Dataset excerpts:
________________________________________

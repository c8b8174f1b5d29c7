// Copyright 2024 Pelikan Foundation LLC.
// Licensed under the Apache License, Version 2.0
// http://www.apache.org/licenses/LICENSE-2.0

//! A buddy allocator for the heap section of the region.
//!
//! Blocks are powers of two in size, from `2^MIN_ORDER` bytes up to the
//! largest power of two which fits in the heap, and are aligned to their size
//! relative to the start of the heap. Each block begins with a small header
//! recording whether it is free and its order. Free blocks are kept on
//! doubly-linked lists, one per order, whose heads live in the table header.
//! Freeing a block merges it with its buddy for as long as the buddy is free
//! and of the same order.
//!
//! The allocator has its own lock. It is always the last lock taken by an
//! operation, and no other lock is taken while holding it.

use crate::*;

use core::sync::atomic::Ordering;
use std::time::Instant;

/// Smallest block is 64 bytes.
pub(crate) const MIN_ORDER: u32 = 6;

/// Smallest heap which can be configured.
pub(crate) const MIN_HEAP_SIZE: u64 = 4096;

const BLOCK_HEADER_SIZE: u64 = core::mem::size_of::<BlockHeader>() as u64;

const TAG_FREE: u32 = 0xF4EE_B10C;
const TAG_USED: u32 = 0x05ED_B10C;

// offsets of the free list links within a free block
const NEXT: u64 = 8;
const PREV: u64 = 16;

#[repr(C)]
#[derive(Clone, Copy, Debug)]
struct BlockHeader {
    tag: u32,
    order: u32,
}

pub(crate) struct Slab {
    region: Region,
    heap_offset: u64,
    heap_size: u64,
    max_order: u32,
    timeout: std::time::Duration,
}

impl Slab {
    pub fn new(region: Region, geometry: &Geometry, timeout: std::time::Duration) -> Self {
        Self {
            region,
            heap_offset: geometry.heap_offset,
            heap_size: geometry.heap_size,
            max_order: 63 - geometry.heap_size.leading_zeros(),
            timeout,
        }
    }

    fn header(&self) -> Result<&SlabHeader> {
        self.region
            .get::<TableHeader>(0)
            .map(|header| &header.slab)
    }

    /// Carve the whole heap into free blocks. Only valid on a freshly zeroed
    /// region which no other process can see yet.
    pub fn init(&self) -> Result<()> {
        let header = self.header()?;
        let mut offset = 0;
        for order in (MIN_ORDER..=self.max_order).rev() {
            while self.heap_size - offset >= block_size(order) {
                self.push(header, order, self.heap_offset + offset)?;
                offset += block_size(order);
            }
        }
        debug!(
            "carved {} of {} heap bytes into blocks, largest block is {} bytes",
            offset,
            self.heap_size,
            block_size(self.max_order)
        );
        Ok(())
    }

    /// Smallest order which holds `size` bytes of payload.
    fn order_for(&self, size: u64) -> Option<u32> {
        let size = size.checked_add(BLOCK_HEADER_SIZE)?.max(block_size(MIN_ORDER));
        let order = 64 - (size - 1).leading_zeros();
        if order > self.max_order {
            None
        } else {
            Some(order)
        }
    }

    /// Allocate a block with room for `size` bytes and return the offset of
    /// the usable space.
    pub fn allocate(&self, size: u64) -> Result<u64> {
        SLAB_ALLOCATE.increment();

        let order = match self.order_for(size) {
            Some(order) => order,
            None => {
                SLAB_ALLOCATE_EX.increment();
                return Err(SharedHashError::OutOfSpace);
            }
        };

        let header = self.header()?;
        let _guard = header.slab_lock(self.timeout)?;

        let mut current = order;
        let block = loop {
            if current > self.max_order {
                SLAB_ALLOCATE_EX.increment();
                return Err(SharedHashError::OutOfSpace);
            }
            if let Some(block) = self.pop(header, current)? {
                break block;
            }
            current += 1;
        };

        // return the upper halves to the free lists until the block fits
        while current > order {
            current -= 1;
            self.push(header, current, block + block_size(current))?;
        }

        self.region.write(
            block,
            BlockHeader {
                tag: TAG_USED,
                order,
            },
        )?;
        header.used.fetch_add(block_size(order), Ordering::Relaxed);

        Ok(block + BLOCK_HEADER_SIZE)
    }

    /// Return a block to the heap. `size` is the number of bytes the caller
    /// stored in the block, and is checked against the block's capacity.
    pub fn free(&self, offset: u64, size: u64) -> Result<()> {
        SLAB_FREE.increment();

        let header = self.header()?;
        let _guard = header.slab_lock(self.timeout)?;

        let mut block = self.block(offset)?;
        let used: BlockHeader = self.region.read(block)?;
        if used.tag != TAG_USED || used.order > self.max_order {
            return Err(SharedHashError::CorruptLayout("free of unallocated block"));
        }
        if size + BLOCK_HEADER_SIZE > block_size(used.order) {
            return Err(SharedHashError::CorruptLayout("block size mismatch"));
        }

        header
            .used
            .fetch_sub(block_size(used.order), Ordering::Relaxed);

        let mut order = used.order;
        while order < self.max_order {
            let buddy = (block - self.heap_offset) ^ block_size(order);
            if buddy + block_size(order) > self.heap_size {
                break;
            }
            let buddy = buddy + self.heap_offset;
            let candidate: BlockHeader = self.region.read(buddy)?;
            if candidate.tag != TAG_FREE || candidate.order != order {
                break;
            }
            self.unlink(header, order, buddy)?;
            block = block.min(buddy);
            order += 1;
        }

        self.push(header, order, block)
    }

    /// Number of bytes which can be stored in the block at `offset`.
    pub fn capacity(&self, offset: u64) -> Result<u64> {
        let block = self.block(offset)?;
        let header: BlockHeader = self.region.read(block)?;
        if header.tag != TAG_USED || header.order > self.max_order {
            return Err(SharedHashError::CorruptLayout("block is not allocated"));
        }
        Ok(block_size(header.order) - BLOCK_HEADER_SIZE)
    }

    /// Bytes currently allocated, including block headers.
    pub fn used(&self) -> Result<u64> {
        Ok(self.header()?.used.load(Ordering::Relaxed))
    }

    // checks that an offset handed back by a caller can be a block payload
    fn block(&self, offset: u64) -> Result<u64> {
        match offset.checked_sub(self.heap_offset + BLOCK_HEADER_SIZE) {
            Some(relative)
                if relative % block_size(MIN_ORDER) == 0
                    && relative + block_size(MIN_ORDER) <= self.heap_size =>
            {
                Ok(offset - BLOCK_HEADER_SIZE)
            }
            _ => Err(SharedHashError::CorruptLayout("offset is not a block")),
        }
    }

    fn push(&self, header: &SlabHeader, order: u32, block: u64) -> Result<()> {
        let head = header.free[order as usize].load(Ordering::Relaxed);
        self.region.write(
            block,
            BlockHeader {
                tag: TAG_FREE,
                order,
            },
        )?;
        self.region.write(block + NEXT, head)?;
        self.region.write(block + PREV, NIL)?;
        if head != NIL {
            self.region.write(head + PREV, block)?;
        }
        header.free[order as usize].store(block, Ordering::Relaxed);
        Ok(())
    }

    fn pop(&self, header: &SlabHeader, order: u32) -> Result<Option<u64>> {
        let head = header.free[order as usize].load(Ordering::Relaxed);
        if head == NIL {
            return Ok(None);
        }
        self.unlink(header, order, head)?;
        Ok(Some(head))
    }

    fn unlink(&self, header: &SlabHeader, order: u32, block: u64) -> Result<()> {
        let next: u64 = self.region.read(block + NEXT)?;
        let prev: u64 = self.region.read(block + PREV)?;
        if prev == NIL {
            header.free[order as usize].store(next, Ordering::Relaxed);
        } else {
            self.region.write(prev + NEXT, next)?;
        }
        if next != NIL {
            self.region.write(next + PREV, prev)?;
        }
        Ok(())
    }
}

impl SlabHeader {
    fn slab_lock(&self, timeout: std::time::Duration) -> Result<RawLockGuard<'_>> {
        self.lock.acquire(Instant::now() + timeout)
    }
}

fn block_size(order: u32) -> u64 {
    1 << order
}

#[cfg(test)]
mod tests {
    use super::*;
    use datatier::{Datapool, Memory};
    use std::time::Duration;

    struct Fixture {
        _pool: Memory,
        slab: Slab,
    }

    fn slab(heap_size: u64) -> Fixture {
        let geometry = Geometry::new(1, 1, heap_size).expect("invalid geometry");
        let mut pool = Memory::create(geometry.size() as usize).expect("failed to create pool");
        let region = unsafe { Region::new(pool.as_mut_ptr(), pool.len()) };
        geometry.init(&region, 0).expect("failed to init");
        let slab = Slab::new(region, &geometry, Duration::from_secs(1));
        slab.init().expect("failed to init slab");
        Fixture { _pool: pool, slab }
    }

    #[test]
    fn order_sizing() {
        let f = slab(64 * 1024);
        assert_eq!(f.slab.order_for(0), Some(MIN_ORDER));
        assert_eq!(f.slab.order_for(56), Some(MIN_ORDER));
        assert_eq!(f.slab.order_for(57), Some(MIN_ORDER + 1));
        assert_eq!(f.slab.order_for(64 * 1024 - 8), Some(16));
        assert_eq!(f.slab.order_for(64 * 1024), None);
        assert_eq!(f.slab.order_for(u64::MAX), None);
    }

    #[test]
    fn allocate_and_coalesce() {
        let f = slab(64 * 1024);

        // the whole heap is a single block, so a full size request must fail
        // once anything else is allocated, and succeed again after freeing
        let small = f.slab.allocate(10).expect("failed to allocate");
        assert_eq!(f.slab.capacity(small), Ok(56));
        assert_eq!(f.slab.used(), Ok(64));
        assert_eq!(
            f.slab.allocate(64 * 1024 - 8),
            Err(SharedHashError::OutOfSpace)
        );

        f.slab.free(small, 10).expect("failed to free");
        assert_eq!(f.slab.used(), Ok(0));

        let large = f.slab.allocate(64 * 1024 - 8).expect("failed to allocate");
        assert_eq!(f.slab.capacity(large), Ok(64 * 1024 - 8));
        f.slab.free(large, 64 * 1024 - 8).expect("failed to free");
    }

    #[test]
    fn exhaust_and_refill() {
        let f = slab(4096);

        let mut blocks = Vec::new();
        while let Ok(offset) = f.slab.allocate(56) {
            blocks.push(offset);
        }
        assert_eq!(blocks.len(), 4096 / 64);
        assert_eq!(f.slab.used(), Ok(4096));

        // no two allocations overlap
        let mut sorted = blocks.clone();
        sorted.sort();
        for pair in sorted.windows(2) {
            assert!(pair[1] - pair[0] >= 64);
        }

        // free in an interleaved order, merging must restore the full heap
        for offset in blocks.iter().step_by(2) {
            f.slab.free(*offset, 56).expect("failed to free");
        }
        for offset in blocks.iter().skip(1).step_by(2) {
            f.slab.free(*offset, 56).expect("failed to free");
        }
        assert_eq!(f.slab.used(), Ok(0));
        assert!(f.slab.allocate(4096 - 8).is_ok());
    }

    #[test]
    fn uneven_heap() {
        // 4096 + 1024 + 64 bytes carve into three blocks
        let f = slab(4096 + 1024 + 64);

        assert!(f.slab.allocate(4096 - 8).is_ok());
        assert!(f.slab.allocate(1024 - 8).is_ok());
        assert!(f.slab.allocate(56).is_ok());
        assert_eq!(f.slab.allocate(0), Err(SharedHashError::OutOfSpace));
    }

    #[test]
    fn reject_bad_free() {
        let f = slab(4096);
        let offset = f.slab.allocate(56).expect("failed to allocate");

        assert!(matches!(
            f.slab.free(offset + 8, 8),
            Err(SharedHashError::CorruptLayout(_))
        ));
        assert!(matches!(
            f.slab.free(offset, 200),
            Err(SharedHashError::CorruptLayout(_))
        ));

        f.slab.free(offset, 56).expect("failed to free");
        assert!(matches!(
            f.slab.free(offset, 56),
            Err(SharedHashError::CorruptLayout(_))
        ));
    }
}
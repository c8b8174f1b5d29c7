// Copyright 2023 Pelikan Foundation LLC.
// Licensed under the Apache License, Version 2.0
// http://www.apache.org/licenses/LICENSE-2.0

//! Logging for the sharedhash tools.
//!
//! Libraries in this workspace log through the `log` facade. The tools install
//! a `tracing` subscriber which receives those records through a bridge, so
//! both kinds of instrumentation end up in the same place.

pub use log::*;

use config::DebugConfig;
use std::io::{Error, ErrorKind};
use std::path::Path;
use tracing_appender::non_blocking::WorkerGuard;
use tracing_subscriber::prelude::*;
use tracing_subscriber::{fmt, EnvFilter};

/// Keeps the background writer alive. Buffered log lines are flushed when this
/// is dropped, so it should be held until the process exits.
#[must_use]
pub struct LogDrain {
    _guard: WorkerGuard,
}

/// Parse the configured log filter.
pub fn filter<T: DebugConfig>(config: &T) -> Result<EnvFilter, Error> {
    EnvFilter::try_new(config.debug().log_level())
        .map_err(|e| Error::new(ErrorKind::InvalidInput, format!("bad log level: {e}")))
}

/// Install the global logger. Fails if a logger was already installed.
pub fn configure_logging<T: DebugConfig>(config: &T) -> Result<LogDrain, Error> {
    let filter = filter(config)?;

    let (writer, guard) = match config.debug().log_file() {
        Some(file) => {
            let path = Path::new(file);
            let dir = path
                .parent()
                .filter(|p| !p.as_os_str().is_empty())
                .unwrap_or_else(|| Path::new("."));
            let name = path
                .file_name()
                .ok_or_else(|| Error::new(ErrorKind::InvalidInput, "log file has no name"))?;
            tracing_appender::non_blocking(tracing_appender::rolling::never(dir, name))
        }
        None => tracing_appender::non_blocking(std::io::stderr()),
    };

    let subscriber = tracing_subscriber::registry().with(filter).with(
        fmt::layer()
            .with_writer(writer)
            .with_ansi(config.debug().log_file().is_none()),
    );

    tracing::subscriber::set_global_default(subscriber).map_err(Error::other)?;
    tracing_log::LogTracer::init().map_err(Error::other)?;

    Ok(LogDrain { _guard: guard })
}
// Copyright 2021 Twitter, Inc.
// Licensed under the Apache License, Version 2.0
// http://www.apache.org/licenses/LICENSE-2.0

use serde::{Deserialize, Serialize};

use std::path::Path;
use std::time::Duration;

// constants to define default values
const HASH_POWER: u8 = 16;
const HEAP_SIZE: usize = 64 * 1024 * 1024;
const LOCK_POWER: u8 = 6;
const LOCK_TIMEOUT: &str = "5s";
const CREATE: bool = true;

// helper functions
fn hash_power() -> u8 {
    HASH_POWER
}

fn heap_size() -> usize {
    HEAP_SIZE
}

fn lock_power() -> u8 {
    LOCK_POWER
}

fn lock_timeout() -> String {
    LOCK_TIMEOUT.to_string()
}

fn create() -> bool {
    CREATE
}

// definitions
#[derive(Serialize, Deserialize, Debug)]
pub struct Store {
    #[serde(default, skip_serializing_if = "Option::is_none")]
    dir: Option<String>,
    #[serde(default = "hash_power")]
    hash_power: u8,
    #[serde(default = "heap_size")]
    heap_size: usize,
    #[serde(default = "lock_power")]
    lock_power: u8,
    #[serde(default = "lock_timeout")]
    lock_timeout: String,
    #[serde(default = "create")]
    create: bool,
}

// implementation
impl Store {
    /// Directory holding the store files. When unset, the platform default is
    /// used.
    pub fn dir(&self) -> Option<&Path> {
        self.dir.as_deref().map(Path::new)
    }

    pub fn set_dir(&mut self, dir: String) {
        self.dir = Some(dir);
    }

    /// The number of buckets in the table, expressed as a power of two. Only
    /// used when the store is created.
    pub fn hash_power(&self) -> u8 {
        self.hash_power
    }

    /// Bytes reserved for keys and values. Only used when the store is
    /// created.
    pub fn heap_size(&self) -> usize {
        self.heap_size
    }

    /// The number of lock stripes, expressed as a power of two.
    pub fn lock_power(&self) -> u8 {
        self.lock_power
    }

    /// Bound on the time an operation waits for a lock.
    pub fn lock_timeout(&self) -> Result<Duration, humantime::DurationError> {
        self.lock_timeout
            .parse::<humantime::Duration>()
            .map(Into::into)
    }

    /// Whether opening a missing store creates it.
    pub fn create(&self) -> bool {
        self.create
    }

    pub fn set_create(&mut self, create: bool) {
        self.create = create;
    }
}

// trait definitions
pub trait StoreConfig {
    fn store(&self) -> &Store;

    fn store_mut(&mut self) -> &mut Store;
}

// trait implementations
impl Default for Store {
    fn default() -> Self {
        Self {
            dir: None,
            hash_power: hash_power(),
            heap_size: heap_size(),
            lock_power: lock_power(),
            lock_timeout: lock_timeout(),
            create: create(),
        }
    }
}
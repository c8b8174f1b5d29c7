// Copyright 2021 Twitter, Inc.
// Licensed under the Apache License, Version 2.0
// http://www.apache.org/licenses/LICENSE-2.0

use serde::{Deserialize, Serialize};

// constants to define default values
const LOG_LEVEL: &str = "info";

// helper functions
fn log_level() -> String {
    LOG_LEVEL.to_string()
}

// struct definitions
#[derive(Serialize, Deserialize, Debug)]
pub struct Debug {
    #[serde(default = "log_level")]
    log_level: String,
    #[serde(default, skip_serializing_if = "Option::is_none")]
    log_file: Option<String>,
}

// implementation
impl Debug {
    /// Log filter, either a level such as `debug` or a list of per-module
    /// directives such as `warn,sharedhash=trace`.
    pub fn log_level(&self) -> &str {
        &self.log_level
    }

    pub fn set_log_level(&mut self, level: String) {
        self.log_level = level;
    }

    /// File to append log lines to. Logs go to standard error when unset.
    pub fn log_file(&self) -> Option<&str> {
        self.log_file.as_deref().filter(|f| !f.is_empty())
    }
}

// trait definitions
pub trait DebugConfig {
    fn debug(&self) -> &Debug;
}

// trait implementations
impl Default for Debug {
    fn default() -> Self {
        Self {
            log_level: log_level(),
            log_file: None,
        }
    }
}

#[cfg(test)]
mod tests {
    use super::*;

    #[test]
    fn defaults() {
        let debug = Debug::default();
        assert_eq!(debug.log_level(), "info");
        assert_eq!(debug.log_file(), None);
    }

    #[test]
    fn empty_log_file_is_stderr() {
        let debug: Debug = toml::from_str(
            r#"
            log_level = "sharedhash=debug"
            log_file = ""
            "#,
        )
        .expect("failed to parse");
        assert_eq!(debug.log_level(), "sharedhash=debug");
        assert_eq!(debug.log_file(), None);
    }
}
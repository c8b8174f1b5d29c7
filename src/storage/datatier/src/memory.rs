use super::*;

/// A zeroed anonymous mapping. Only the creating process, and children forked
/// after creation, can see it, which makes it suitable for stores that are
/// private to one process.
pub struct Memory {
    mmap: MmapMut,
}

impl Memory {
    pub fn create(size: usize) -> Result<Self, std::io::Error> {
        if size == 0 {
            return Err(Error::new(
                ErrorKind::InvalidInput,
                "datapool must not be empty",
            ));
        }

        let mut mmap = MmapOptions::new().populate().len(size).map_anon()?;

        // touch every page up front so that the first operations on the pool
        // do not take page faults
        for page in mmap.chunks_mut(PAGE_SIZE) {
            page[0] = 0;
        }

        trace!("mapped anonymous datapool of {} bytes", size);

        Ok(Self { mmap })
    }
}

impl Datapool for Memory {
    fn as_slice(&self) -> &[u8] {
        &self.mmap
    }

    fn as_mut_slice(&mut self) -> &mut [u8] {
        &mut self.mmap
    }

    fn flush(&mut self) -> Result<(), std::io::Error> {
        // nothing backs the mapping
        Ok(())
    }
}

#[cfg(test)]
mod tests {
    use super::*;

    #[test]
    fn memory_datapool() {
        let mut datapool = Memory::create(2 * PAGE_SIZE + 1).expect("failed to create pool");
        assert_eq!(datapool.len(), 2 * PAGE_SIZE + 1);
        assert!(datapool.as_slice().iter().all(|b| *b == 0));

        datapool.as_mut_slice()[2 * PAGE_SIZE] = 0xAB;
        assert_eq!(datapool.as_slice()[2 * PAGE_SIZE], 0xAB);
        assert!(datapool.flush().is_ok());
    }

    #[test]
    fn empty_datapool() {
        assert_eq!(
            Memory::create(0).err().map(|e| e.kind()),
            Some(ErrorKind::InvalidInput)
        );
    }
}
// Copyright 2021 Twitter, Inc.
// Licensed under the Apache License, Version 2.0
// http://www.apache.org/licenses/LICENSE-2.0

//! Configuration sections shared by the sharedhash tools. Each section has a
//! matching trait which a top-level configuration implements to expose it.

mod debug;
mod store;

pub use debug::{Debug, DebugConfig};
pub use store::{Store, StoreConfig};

________________________________________

Task item:
With "this" as the word to match, copy each line of the records that has it.

Response to the exercise:
//! Libraries in this workspace log through the `log` facade. The tools install
/// Keeps the background writer alive. Buffered log lines are flushed when this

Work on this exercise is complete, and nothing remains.